Immer wieder taucht in Anlegerforen und sozialen Medien eine spektakuläre Frage auf:
Kann die Thyssenkrupp-Aktie durch einen möglichen 40-Milliarden-Euro-U-Boot-Deal auf 2.000 € pro Aktie explodieren?
Die kurze Antwort lautet: Nein – zumindest nicht auf Basis realistischer Unternehmensbewertung.
Die längere Antwort ist deutlich spannender.
Der Ursprung der Fantasie:
Marinegeschäft und Rüstungsboom
Thyssenkrupp ist über Thyssenkrupp Marine Systems (TKMS) einer der weltweit führenden Anbieter von konventionellen U-Booten. In Zeiten steigender Verteidigungsausgaben, geopolitischer Spannungen und neuer Sicherheitsallianzen wächst die Fantasie rund um große staatliche Rüstungsaufträge.
Ein kolportiertes Vertragsvolumen von bis zu 40 Milliarden Euro klingt dabei natürlich gewaltig – und befeuert Hoffnungen auf extreme Kurssteigerungen.
Doch genau hier beginnt der Denkfehler.
Warum ein 40-Milliarden-Deal nicht automatisch einen 2.000-€-Aktienkurs rechtfertigt
1. Marktkapitalisierung vs. Auftragsvolumen
Ein Aktienkurs von 2.000 € würde Thyssenkrupp auf eine Marktkapitalisierung im dreistelligen bis vierstelligen Milliardenbereich katapultieren – abhängig von der Aktienanzahl.
Das wäre ein Vielfaches dessen, was selbst globale Industrie- und Rüstungskonzerne heute wert sind.
Ein Auftrag – selbst ein sehr großer – ist nicht gleich Unternehmenswert.
2. Umsatz ist nicht Gewinn
Ein 40-Milliarden-Euro-Vertrag:
läuft über viele Jahre;
ist mit hohen Entwicklungs-, Material- und Personalkosten verbunden;
erzielt vergleichsweise moderate Margen;
Selbst optimistisch gerechnet bleiben davon nur einige Milliarden Euro Gewinn, verteilt über lange Zeiträume.
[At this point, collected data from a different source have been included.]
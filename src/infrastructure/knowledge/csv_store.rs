use crate::domain::entities::knowledge_row::KnowledgeRecord;
use crate::domain::error::DomainError;
use crate::domain::ports::knowledge_source::KnowledgeSource;
use std::collections::BTreeMap;
use std::io::Read;
use std::path::PathBuf;
use tracing::debug;

/// Header names accepted for the answer text, in order of preference.
pub const TEXT_COLUMNS: &[&str] = &["answer", "text", "content"];

/// Knowledge store backed by a CSV file with a header row.
///
/// Schema: one of [`TEXT_COLUMNS`] is required and becomes the row text.
/// Every other column (`question`, `department`, `keywords`, ...) is kept as
/// metadata when non-empty. Header names are matched case-insensitively.
pub struct CsvKnowledgeStore {
    path: PathBuf,
}

impl CsvKnowledgeStore {
    pub fn new(path: impl Into<PathBuf>) -> Self {
        Self { path: path.into() }
    }

    /// Parse records from any reader; `origin` only labels error messages.
    pub fn parse<R: Read>(reader: R, origin: &str) -> Result<Vec<KnowledgeRecord>, DomainError> {
        let mut csv = csv::ReaderBuilder::new()
            .has_headers(true)
            .flexible(false)
            .trim(csv::Trim::Headers)
            .from_reader(reader);

        let headers: Vec<String> = csv
            .headers()
            .map_err(|e| DomainError::KnowledgeStore(format!("{origin}: unreadable header: {e}")))?
            .iter()
            .map(|h| h.trim_start_matches('\u{feff}').to_lowercase())
            .collect();

        let text_col = TEXT_COLUMNS
            .iter()
            .find_map(|name| headers.iter().position(|h| h == name))
            .ok_or_else(|| {
                DomainError::KnowledgeStore(format!(
                    "{origin}: missing required column (one of: {}); found: {}",
                    TEXT_COLUMNS.join(", "),
                    headers.join(", ")
                ))
            })?;

        let mut records = Vec::new();
        for (i, result) in csv.records().enumerate() {
            let record = result.map_err(|e| {
                DomainError::KnowledgeStore(format!("{origin}: malformed record {}: {e}", i + 1))
            })?;

            let mut metadata = BTreeMap::new();
            for (col, value) in record.iter().enumerate() {
                let value = value.trim();
                if col != text_col && !value.is_empty() && !headers[col].is_empty() {
                    metadata.insert(headers[col].clone(), value.to_string());
                }
            }
            records.push(KnowledgeRecord {
                text: record.get(text_col).unwrap_or_default().to_string(),
                metadata,
            });
        }

        debug!(origin, records = records.len(), "Parsed knowledge CSV");
        Ok(records)
    }
}

impl KnowledgeSource for CsvKnowledgeStore {
    fn load_records(&self) -> Result<Vec<KnowledgeRecord>, DomainError> {
        let file = std::fs::File::open(&self.path).map_err(|e| {
            DomainError::KnowledgeStore(format!("cannot open {}: {e}", self.path.display()))
        })?;
        Self::parse(file, &self.path.display().to_string())
    }
}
Der Kapitalmarkt bewertet jedoch nachhaltige Ertragskraft, nicht bloß Auftragsvolumen.
3. Der TKMS-Spin-off ändert die Spielregeln
Das Marinegeschäft wurde separat an die Börse gebracht. Damit:
ist TKMS klarer bewertbar
liegt die Marktbewertung aktuell weit unter 10 Milliarden Euro
profitiert Thyssenkrupp selbst nur noch indirekt vom Erfolg der Marinesparte
Die Fantasie eines „Alles-in-einem-Konzerns mit riesigem Militärwert“ ist damit deutlich gedämpft.
4. Das übrige Thyssenkrupp-Geschäft bleibt herausfordernd
Stahl, Industrieanlagen und Werkstofftechnik stehen weiterhin unter Druck:
hohe Energiekosten
Umbau und Restrukturierung
schwankende Nachfrage
Diese Bereiche verhindern aktuell eine aggressive Gesamtbewertung des Konzerns.
Was ist realistisch?
Realistisch ist kein Kurs von 2.000 € – aber durchaus Potenzial.
Möglich sind:
moderate bis deutliche Kurssteigerungen, wenn
TKMS hohe Auslastung erreicht;
Verteidigungsausgaben langfristig hoch bleiben.
Restrukturierungen greifen
Neubewertungen einzelner Sparten, nicht aber eine Kursvervielfachung um Größenordnungen
Kurz gesagt:
📈 Wachstum ja – Kursfantasie mit Augenmaß.
🚀 Extremziele ohne Fundament bleiben Wunschdenken.
Fazit
Ein möglicher 40-Milliarden-Euro-U-Boot-Deal ist zweifellos strategisch bedeutend und kann Thyssenkrupp bzw. TKMS langfristig stärken.
Ein Aktienkurs von 2.000 € wäre jedoch nur mit einer wirtschaftlich nicht darstellbaren Bewertung erklärbar.
Für Anleger gilt daher:
Lieber solide rechnen als spektakulär träumen.